Identification key genes, key miRNAs and key transcription factors of lung adenocarcinoma.

作者信息

Li Jinghang, Li Zhi, Zhao Sheng, Song Yuanyuan, Si Linjie, Wang Xiaowei

机构信息

Department of Cardiovascular Surgery, The First Affiliated Hospital of Nanjing Medical University, Nanjing 210029, China.

出版信息

J Thorac Dis. 2020 May;12(5):1917-1933. doi: 10.21037/jtd-19-4168.

DOI:10.21037/jtd-19-4168
PMID:32642095
原文链接:https://pmc.ncbi.nlm.nih.gov/articles/PMC7330310/
Abstract

BACKGROUND

Lung adenocarcinoma (LUAD) is one of the most common cancers worldwide. The etiology and pathophysiology of LUAD remain unclear. The aim of the present study was to identify the key genes, miRNAs and transcription factors (TFs) associated with the pathogenesis and prognosis of LUAD.

METHODS

Three gene expression profiles (GSE43458, GSE32863, GSE74706) of LUAD were obtained from the Gene Expression Omnibus (GEO) database. Differentially expressed genes (DEGs) were identified by GEO2R.The Gene Ontology (GO) terms, pathways, and protein-protein interactions (PPIs) of these DEGs were analyzed.

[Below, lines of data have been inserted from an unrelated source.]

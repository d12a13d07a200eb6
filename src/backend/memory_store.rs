use std::collections::HashMap;

use crate::backend::interface::{KeyValueStore, Result};

/// Key-value store living only as long as the process.
#[derive(Debug, Default, Clone)]
pub struct MemoryStore {
    entries: HashMap<String, String>
}

impl MemoryStore {
    pub fn new() -> MemoryStore {
        MemoryStore::default()
    }
}

impl KeyValueStore for MemoryStore {
    fn get(&self, key: &str) -> Result<Option<String>> {
        Ok(self.entries.get(key).cloned())
    }

    fn set(&mut self, key: &str, value: &str) -> Result<()> {
        self.entries.insert(key.to_owned(), value.to_owned());
        Ok(())
    }

    fn remove(&mut self, key: &str) -> Result<()> {
        self.entries.remove(key);
        Ok(())
    }
}
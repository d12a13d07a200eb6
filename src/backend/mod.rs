mod interface;
mod json_store;
mod memory_store;

pub use interface::{KeyValueStore, Result, BackendError};
pub use json_store::JsonStore;
pub use memory_store::MemoryStore;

Bases on DEGs, the miRNAs and TFs were predicted. Furthermore, TF-gene-miRNA co-expression network was constructed to identify key genes, miRNAs and TFs by bioinformatic methods. The expressions and prognostic values of key genes, miRNAs and TFs were carried out through The Cancer Genome Atlas (TCGA) database and Kaplan Meier-plotter (KM) online dataset.

RESULTS

A total of 337 overlapped DEGs (75 upregulated and 262 downregulated) of LUAD were identified from the three GSE datasets. Moreover, 851 miRNAs and 29 TFs were identified to be associated with these DEGs. In total, 10 hub genes, 10 key miRNAs and 10 key TFs were located in the central hub of the TF-gene-miRNA co-expression network, and validated using The Cancer Genome Atlas (TCGA) database. Specifically, seven genes (), two miRNAs (hsa-let-7e-5p, hsa-miR-17-5p) and four TFs (STAT6, E2F1, ETS1, JUN) were identified to be associated with prognosis of LUAD, which have significantly different expressions between LUAD and normal lung tissue. Additionally, the miRNA/gene co-expression analysis also revealed that hsa-miR-17-5p and PLSCR4 have a significant negative co-expression relationship (r=-0.33, P=1.67e-14) in LUAD.

CONCLUSIONS

Our study constructed a regulatory network of TF-gene-miRNA in LUAD, which may provide new insights about the interaction between genes, miRNAs and TFs in the pathogenesis of LUAD, and identify potential biomarkers or therapeutic targets for LUAD.

摘要

背景

肺腺癌(LUAD)是全球最常见的癌症之一。LUAD的病因和病理生理学仍不清楚。本研究的目的是确定与LUAD发病机制和预后相关的关键基因、miRNA和转录因子(TFs)。

方法

从基因表达综合数据库(GEO)中获取三个LUAD的基因表达谱(GSE43458、GSE32863、GSE74706)。通过GEO2R鉴定差异表达基因(DEGs)。对这些DEGs的基因本体(GO)术语、通路和蛋白质-蛋白质相互作用(PPI)进行分析。基于DEGs预测miRNA和TFs。此外,构建TF-基因-miRNA共表达网络,通过生物信息学方法鉴定关键基因、miRNA和TFs。通过癌症基因组图谱(TCGA)数据库和Kaplan Meier绘图仪(KM)在线数据集分析关键基因、miRNA和TFs的表达及预后价值。

结果

从三个GSE数据集中鉴定出总共337个LUAD的重叠DEGs(75个上调和262个下调)。此外,鉴定出851个miRNA和29个TFs与这些DEGs相关。总共10个枢纽基因、10个关键miRNA和10个关键TFs位于TF-基因-miRNA共表达网络的中心枢纽,并使用癌症基因组图谱(TCGA)数据库进行了验证。具体而言,七个基因()、两个miRNA(hsa-let-7e-5p、hsa-miR-17-5p)和四个TFs(STAT6、E2F1、ETS1、JUN)被鉴定与LUAD的预后相关,它们在LUAD和正常肺组织之间具有显著不同的表达。此外,miRNA/基因共表达分析还显示,在LUAD中hsa-miR-17-5p和PLSCR4具有显著的负共表达关系(r = -0.33,P = 1.67e-14)。

结论

我们的研究构建了LUAD中TF-基因-miRNA的调控网络,这可能为LUAD发病机制中基因、miRNA和TFs之间的相互作用提供新的见解,并鉴定出LUAD的潜在生物标志物或治疗靶点。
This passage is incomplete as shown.